I miss my younger days when I knew it all. Back then, at the ripe old age of thirty-nine, I had the answers for all of my fellow pastors. Because of the fact that the two churches that I had pastored had grown, and, more or less, had acted “Christian,” I would often sit back and think (I wouldn’t dare say it out loud) when I saw pastors struggling in their churches, “If they would only be patient, keep loving the people, and preach God’s Word consistently, things would turn around.” Why? Number one, because I knew that is what we were called to do, and, number two, I had been “successful” by doing that. Of course, successful meant that the budgets, buildings, and baptisms measured up to everyone else.

However, when I arrived at my third church, my bubble burst. I did what I had always done: I preached “the whole counsel of God” by preaching expositionally through books of the Bible; I loved the people by being there when they were sick, troubled, dying, struggling, and, to be totally honest, fighting; and I was patient, knowing that in time everything would turn around…but it never did. And, that is when I discovered something: not that I was doing it all wrong and that I needed to have “Pack a Pew Sundays,” do the Sunday School Action plan (see, I’m older than you thought), or to bring it up to date, wear raggedy, skinny jeans, and a tee shirt to preach in, or put a bed on the roof of the church for 40 days (not going there), or have a “fire truck baptistery” for the kids to be baptized in (I’m really not going there). No, I was doing the right things, but my problem was my definition of success. It is not bigger buildings, growing budgets, and numerous baptisms, but it is being faithful to God and His Word.

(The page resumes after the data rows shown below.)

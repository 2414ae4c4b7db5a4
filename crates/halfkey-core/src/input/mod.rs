// Halfkey Input Layer
// Deciding which evdev devices to take over

mod device;
mod filter;

pub use device::{is_keyboard, is_virtual_device, DeviceCapabilities, REQUIRED_KEYS};
pub use filter::DeviceFilter;
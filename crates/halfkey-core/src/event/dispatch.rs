// Halfkey Event Dispatcher
// Feeds physical events through the remapper and injects the outcome

use std::time::SystemTime;

use crate::output::{KeySink, SinkError};
use crate::transform::{HalfKeyboard, Mode, RemapResult};
use crate::{Action, Key};

/// Connects one remapper to one sink.
///
/// Exactly one call to [`Dispatcher::dispatch`] is made per physical event,
/// in arrival order. Nothing is reordered or batched.
#[derive(Debug)]
pub struct Dispatcher<S: KeySink> {
    remapper: HalfKeyboard,
    sink: S,
}

impl<S: KeySink> Dispatcher<S> {
    pub fn new(remapper: HalfKeyboard, sink: S) -> Self {
        Self { remapper, sink }
    }

    /// Handle one physical key event.
    ///
    /// Each event produced by the remapper is sent to the sink and only then
    /// recorded as down or up. Autorepeat goes through
    /// [`HalfKeyboard::process_repeat`]. Returns the remapper's decision.
    pub fn dispatch(
        &mut self,
        key: Key,
        action: Action,
        timestamp: SystemTime,
    ) -> Result<RemapResult, SinkError> {
        // Autorepeat of a held space bar carries no information
        if action.is_repeat() && key == Key::SPACE {
            log::trace!("Dropping space repeat");
            return Ok(RemapResult::Swallow);
        }

        let result = if action.is_repeat() {
            self.remapper.process_repeat(key)
        } else {
            self.remapper.process(key, action.is_up())
        };

        match result {
            RemapResult::Swallow => log::info!("Key{} {} swallowed", action, key),
            RemapResult::Emit(out) => log::info!("Key{} {} -> {}", action, key, out),
            RemapResult::Tap(out) => log::info!("Key{} {} -> tap {}", action, key, out),
        }

        for (out_key, out_action) in result.events(action) {
            log::debug!("Sending {} {}", out_action, out_key);
            self.sink.send_key(out_key, out_action, timestamp)?;
            // A repeat continues a press; it is never a new one
            if !out_action.is_repeat() {
                self.remapper.record(out_key, out_action.is_down());
            }
        }

        Ok(result)
    }

    /// Release every key still down downstream and return to `Idle`
    pub fn release_all(&mut self) -> Result<(), SinkError> {
        let now = SystemTime::now();
        for key in self.remapper.keystate().pressed().into_iter().rev() {
            log::debug!("Releasing held key {}", key);
            self.sink.send_key(key, Action::Release, now)?;
            self.remapper.record(key, false);
        }
        self.remapper.reset();
        Ok(())
    }

    pub fn mode(&self) -> Mode {
        self.remapper.mode()
    }

    pub fn remapper(&self) -> &HalfKeyboard {
        &self.remapper
    }

    pub fn sink(&self) -> &S {
        &self.sink
    }

    pub fn sink_mut(&mut self) -> &mut S {
        &mut self.sink
    }

    /// Take the sink back, dropping the remapper state
    pub fn into_sink(self) -> S {
        self.sink
    }
}

#[cfg(test)]
mod tests {
    use super::*;
    use crate::output::RecordingSink;

    fn dispatcher() -> Dispatcher<RecordingSink> {
        Dispatcher::new(HalfKeyboard::new(), RecordingSink::new())
    }

    #[test]
    fn test_emitted_events_are_recorded() {
        let mut d = dispatcher();
        let now = SystemTime::now();

        d.dispatch(Key::A, Action::Press, now).unwrap();
        assert!(d.remapper().is_down(Key::A));

        d.dispatch(Key::A, Action::Release, now).unwrap();
        assert!(!d.remapper().is_down(Key::A));
        assert_eq!(
            d.sink().keys(),
            vec![(Key::A, Action::Press), (Key::A, Action::Release)]
        );
    }

    #[test]
    fn test_swallowed_events_are_not_recorded() {
        let mut d = dispatcher();
        let result = d
            .dispatch(Key::SPACE, Action::Press, SystemTime::now())
            .unwrap();
        assert_eq!(result, RemapResult::Swallow);
        assert!(d.sink().sent().is_empty());
        assert!(d.remapper().keystate().is_empty());
    }

    #[test]
    fn test_space_tap_uses_event_timestamp() {
        let mut d = dispatcher();
        let pressed = SystemTime::UNIX_EPOCH;
        let released = SystemTime::now();

        d.dispatch(Key::SPACE, Action::Press, pressed).unwrap();
        d.dispatch(Key::SPACE, Action::Release, released).unwrap();

        let sent = d.sink().sent();
        assert_eq!(sent.len(), 2);
        assert_eq!(sent[0].action, Action::Press);
        assert_eq!(sent[1].action, Action::Release);
        assert!(sent.iter().all(|e| e.key == Key::SPACE && e.timestamp == released));
        assert!(!d.remapper().is_down(Key::SPACE));
    }

    #[test]
    fn test_space_repeat_dropped_before_remapper() {
        let mut d = dispatcher();
        let now = SystemTime::now();
        let result = d.dispatch(Key::SPACE, Action::Repeat, now).unwrap();
        assert_eq!(result, RemapResult::Swallow);
        assert_eq!(d.mode(), Mode::Idle);
    }

    #[test]
    fn test_repeat_is_forwarded_mirrored() {
        let mut d = dispatcher();
        let now = SystemTime::now();
        d.dispatch(Key::SPACE, Action::Press, now).unwrap();
        d.dispatch(Key::D, Action::Press, now).unwrap();
        d.dispatch(Key::D, Action::Repeat, now).unwrap();
        d.dispatch(Key::D, Action::Release, now).unwrap();

        assert_eq!(
            d.sink().keys(),
            vec![
                (Key::K, Action::Press),
                (Key::K, Action::Repeat),
                (Key::K, Action::Release)
            ]
        );
    }

    #[test]
    fn test_sink_failure_leaves_state_untouched() {
        let mut d = dispatcher();
        d.sink_mut().close();
        let err = d.dispatch(Key::A, Action::Press, SystemTime::now());
        assert!(err.is_err());
        assert!(!d.remapper().is_down(Key::A));
    }

    #[test]
    fn test_release_all() {
        let mut d = dispatcher();
        let now = SystemTime::now();
        d.dispatch(Key::A, Action::Press, now).unwrap();
        d.dispatch(Key::SPACE, Action::Press, now).unwrap();
        d.dispatch(Key::A, Action::Press, now).unwrap();
        d.sink_mut().clear();

        d.release_all().unwrap();

        // A and its partner SEMICOLON are down; released in reverse code order
        assert_eq!(
            d.sink().keys(),
            vec![(Key::SEMICOLON, Action::Release), (Key::A, Action::Release)]
        );
        assert!(d.remapper().keystate().is_empty());
        assert_eq!(d.mode(), Mode::Idle);
    }
}
// Halfkey Transform Module
// The half-keyboard remapping state machine

pub mod remap;

pub use remap::{HalfKeyboard, Mode, RemapResult};
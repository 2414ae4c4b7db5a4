// Halfkey Input Layer - Device Filtering
// Explicit device selection with keyboard autodetection as fallback

/// Which devices to take over.
///
/// With no names configured every non-virtual keyboard is used.
/// Names match either the device name or its /dev/input path exactly,
/// and an explicit match wins over autodetection.
#[derive(Debug, Clone, Default, PartialEq, Eq)]
pub struct DeviceFilter {
    names: Vec<String>,
}

impl DeviceFilter {
    pub fn new(names: Vec<String>) -> Self {
        Self { names }
    }

    /// Filter that autodetects keyboards
    pub fn autodetect() -> Self {
        Self::default()
    }

    pub fn is_autodetect(&self) -> bool {
        self.names.is_empty()
    }

    pub fn names(&self) -> &[String] {
        &self.names
    }

    /// Check if a device should be grabbed
    pub fn matches(
        &self,
        device_name: &str,
        device_path: &str,
        is_keyboard: bool,
        is_virtual: bool,
    ) -> bool {
        if !self.names.is_empty() {
            return self
                .names
                .iter()
                .any(|name| name == device_path || name == device_name);
        }

        is_keyboard && !is_virtual
    }
}
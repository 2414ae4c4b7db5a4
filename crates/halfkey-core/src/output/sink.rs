// Halfkey Output Sink
// Destination for synthesized key events

use std::time::SystemTime;

use crate::{Action, Key};

/// Errors raised while injecting a key event
#[derive(Debug, thiserror::Error)]
pub enum SinkError {
    #[error("Failed to write event: {0}")]
    Write(String),

    #[error("Sink is closed")]
    Closed,
}

/// Anything that can inject key events into the host input stack
pub trait KeySink {
    /// Inject one key event.
    ///
    /// `timestamp` is the time of the physical event that caused it.
    fn send_key(&mut self, key: Key, action: Action, timestamp: SystemTime)
        -> Result<(), SinkError>;
}

impl<S: KeySink + ?Sized> KeySink for Box<S> {
    fn send_key(
        &mut self,
        key: Key,
        action: Action,
        timestamp: SystemTime,
    ) -> Result<(), SinkError> {
        (**self).send_key(key, action, timestamp)
    }
}

/// One event handed to a [`RecordingSink`]
#[derive(Debug, Clone, Copy, PartialEq, Eq)]
pub struct SentEvent {
    pub key: Key,
    pub action: Action,
    pub timestamp: SystemTime,
}

/// Sink that keeps every event instead of injecting it.
///
/// Used by the self-test and by tests that drive the dispatcher
/// without a uinput device.
#[derive(Debug, Clone, Default)]
pub struct RecordingSink {
    sent: Vec<SentEvent>,
    closed: bool,
}

impl RecordingSink {
    pub fn new() -> Self {
        Self::default()
    }

    /// All events sent so far, oldest first
    pub fn sent(&self) -> &[SentEvent] {
        &self.sent
    }

    /// Sent events without timestamps
    pub fn keys(&self) -> Vec<(Key, Action)> {
        self.sent.iter().map(|e| (e.key, e.action)).collect()
    }

    /// Drop the recorded history
    pub fn clear(&mut self) {
        self.sent.clear();
    }

    /// Refuse every further event with [`SinkError::Closed`]
    pub fn close(&mut self) {
        self.closed = true;
    }
}

impl KeySink for RecordingSink {
    fn send_key(
        &mut self,
        key: Key,
        action: Action,
        timestamp: SystemTime,
    ) -> Result<(), SinkError> {
        if self.closed {
            return Err(SinkError::Closed);
        }
        self.sent.push(SentEvent {
            key,
            action,
            timestamp,
        });
        Ok(())
    }
}

#[cfg(test)]
mod tests {
    use super::*;

    #[test]
    fn test_recording_sink_keeps_order() {
        let mut sink = RecordingSink::new();
        let now = SystemTime::now();
        sink.send_key(Key::A, Action::Press, now).unwrap();
        sink.send_key(Key::A, Action::Release, now).unwrap();

        assert_eq!(
            sink.keys(),
            vec![(Key::A, Action::Press), (Key::A, Action::Release)]
        );
        assert_eq!(sink.sent()[0].timestamp, now);
    }

    #[test]
    fn test_closed_sink_rejects_events() {
        let mut sink = RecordingSink::new();
        sink.close();
        let err = sink
            .send_key(Key::A, Action::Press, SystemTime::now())
            .unwrap_err();
        assert!(matches!(err, SinkError::Closed));
        assert!(sink.sent().is_empty());
    }

    #[test]
    fn test_boxed_sink() {
        let mut sink: Box<RecordingSink> = Box::new(RecordingSink::new());
        KeySink::send_key(&mut sink, Key::B, Action::Press, SystemTime::now()).unwrap();
        assert_eq!(sink.keys(), vec![(Key::B, Action::Press)]);
    }
}
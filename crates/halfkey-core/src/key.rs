// Halfkey Key Type
// Represents a single key code from Linux input-event-codes.h

use std::fmt;
use std::str::FromStr;

include!(concat!(env!("OUT_DIR"), "/key_codes.rs"));

/// Size of the representable key code space (KEY_CNT in input-event-codes.h)
pub const KEY_CNT: usize = 0x300;

/// Try to parse a key name to a key code
///
/// Names are case-insensitive. A `KEY_` prefix is accepted for every key,
/// so `KEY_SPACE`, `space` and `SPACE` all resolve to the same code.
pub fn key_from_name(name: &str) -> Option<Key> {
    let name_upper = name.trim().to_uppercase();
    code_for_name(&name_upper)
        .or_else(|| {
            name_upper
                .strip_prefix("KEY_")
                .and_then(code_for_name)
        })
        .map(Key::from)
}
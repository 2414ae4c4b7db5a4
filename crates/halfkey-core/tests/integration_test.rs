// Halfkey Integration Tests
// Layout, mirror table, device selection and config loading through the public API

use halfkey_core::key::KEY_CNT;
use halfkey_core::layout::ROWS;
use halfkey_core::{
    has_partner, is_keyboard, is_virtual_device, key_from_name, mirror, row_of,
    DeviceCapabilities, DeviceFilter, Key, Row,
};

#[test]
fn test_mirror_is_an_involution_for_every_code() {
    for code in 0..KEY_CNT as u16 {
        let key = Key::from(code);
        assert_eq!(mirror(mirror(key)), key, "mirror(mirror({}))", key);
    }
}

#[test]
fn test_keys_without_partner_map_to_themselves() {
    for key in [
        Key::SPACE,
        Key::ESC,
        Key::LEFT_SHIFT,
        Key::RIGHT_SHIFT,
        Key::LEFT_CTRL,
        Key::LEFT_ALT,
        Key::EQUAL,
        Key::F1,
        Key::LEFT_BRACE,
        Key::APOSTROPHE,
    ] {
        assert_eq!(mirror(key), key);
        assert!(!has_partner(key), "{} should have no partner", key);
    }
}

#[test]
fn test_documented_partners() {
    let pairs = [
        (Key::Q, Key::P),
        (Key::T, Key::Y),
        (Key::A, Key::SEMICOLON),
        (Key::G, Key::H),
        (Key::Z, Key::SLASH),
        (Key::B, Key::N),
        (Key::KEY_1, Key::KEY_0),
        (Key::KEY_5, Key::KEY_6),
        (Key::MINUS, Key::GRAVE),
        (Key::BACKSPACE, Key::TAB),
        (Key::ENTER, Key::CAPSLOCK),
    ];
    for (a, b) in pairs {
        assert_eq!(mirror(a), b, "mirror({})", a);
        assert_eq!(mirror(b), a, "mirror({})", b);
    }
}

#[test]
fn test_row_keys_stay_in_their_row() {
    for row in ROWS {
        for key in row.keys() {
            assert_eq!(row_of(*key), Some(row));
            assert_eq!(row_of(mirror(*key)), Some(row), "{} in {}", key, row);
        }
    }
}

#[test]
fn test_row_of_non_row_keys() {
    assert_eq!(row_of(Key::SPACE), None);
    assert_eq!(row_of(Key::ESC), None);
    assert_eq!(row_of(Key::LEFT_SHIFT), None);
    assert_eq!(row_of(Key::TAB), None);
    assert_eq!(row_of(Key::F), Some(Row::Home));
}

#[test]
fn test_key_names_round_trip_through_lookup() {
    assert_eq!(key_from_name("space"), Some(Key::SPACE));
    assert_eq!(key_from_name("KEY_F12"), Some(Key::F12));
    assert_eq!(key_from_name("semicolon"), Some(Key::SEMICOLON));
    assert_eq!(key_from_name("no-such-key"), None);
    assert_eq!(Key::CAPSLOCK.to_string(), "CAPSLOCK");
}

#[test]
fn test_autodetect_selects_real_keyboards_only() {
    let filter = DeviceFilter::autodetect();
    let keyboard = DeviceCapabilities::new(true, 1..=88u16);
    let mouse = DeviceCapabilities::new(true, [272u16, 273, 274]);

    assert!(filter.matches(
        "AT Translated Set 2 keyboard",
        "/dev/input/event3",
        is_keyboard(&keyboard),
        is_virtual_device("AT Translated Set 2 keyboard", "Halfkey"),
    ));
    assert!(!filter.matches(
        "USB Mouse",
        "/dev/input/event4",
        is_keyboard(&mouse),
        false,
    ));
    assert!(!filter.matches(
        "Halfkey (virtual) Keyboard",
        "/dev/input/event9",
        true,
        is_virtual_device("Halfkey (virtual) Keyboard", "Halfkey"),
    ));
}

#[cfg(feature = "pure-rust")]
mod config_files {
    use std::fs;

    use halfkey_core::config::{Config, ConfigError, DEFAULT_POLL_TIMEOUT_MS};
    use halfkey_core::Key;

    #[test]
    fn test_load_config_from_file() {
        let dir = std::env::temp_dir().join(format!("halfkey-test-{}", std::process::id()));
        fs::create_dir_all(&dir).unwrap();
        let path = dir.join("config.toml");
        fs::write(
            &path,
            r#"
[general]
emergency_eject_key = "KEY_PAUSE"

[devices]
only = ["/dev/input/event2"]
"#,
        )
        .unwrap();

        let config = Config::from_toml_path(&path).unwrap();
        fs::remove_dir_all(&dir).unwrap();

        assert_eq!(config.emergency_eject_key, Some(Key::PAUSE));
        assert_eq!(config.device_filter, vec!["/dev/input/event2".to_string()]);
        assert_eq!(config.poll_timeout_ms, DEFAULT_POLL_TIMEOUT_MS);
        assert!(!config.mirror_mode);
    }

    #[test]
    fn test_missing_file_is_io_error() {
        let err = Config::from_toml_path("/nonexistent/halfkey/config.toml").unwrap_err();
        assert!(matches!(err, ConfigError::Io(_)));
    }
}
use chrono::NaiveDateTime;
use uuid::Uuid;

#[derive(Debug, Clone)]
pub struct ApiKey {
    pub id: Uuid,
    pub user_id: Uuid,
    pub name: String,
    pub key_prefix: String,
    pub key_hash: String,
    pub created_at: NaiveDateTime,
    pub expires_at: Option<NaiveDateTime>,
    pub is_active: bool,
}

impl ApiKey {
    pub fn is_expired_at(&self, now: NaiveDateTime) -> bool {
        self.expires_at.is_some_and(|exp| exp <= now)
    }
}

When we look at Scripture we see times when there is great growth in the kingdom of God. We see Jonah at Nineveh, we see Peter on the Day of Pentecost, we see Paul at Corinth; but if we are honest, we also see Jeremiah preaching for decades with no outward result, we see John banished to the Isle of Patmos, we see Jesus being rejected by His own people, and we see many “lean years” down through history when it was almost as if God’s church went underground to survive.

So, keep in my mind, whether you are in a time of great reaping and rejoicing in your present situation, or in a time of great struggle; that we plant, we water, but it is God “who gives the increase.” Focus on providing God’s Word (Law and Gospel), prayer, and sacraments (Baptism and the Lord’s Supper) to your people every Lord’s Day, and loving them all during the week, and then trust God in His time to accomplish His work in His people, whether you see it visibly in your time there or not.

By the way, I’m not nearly as “smart” as I used to be.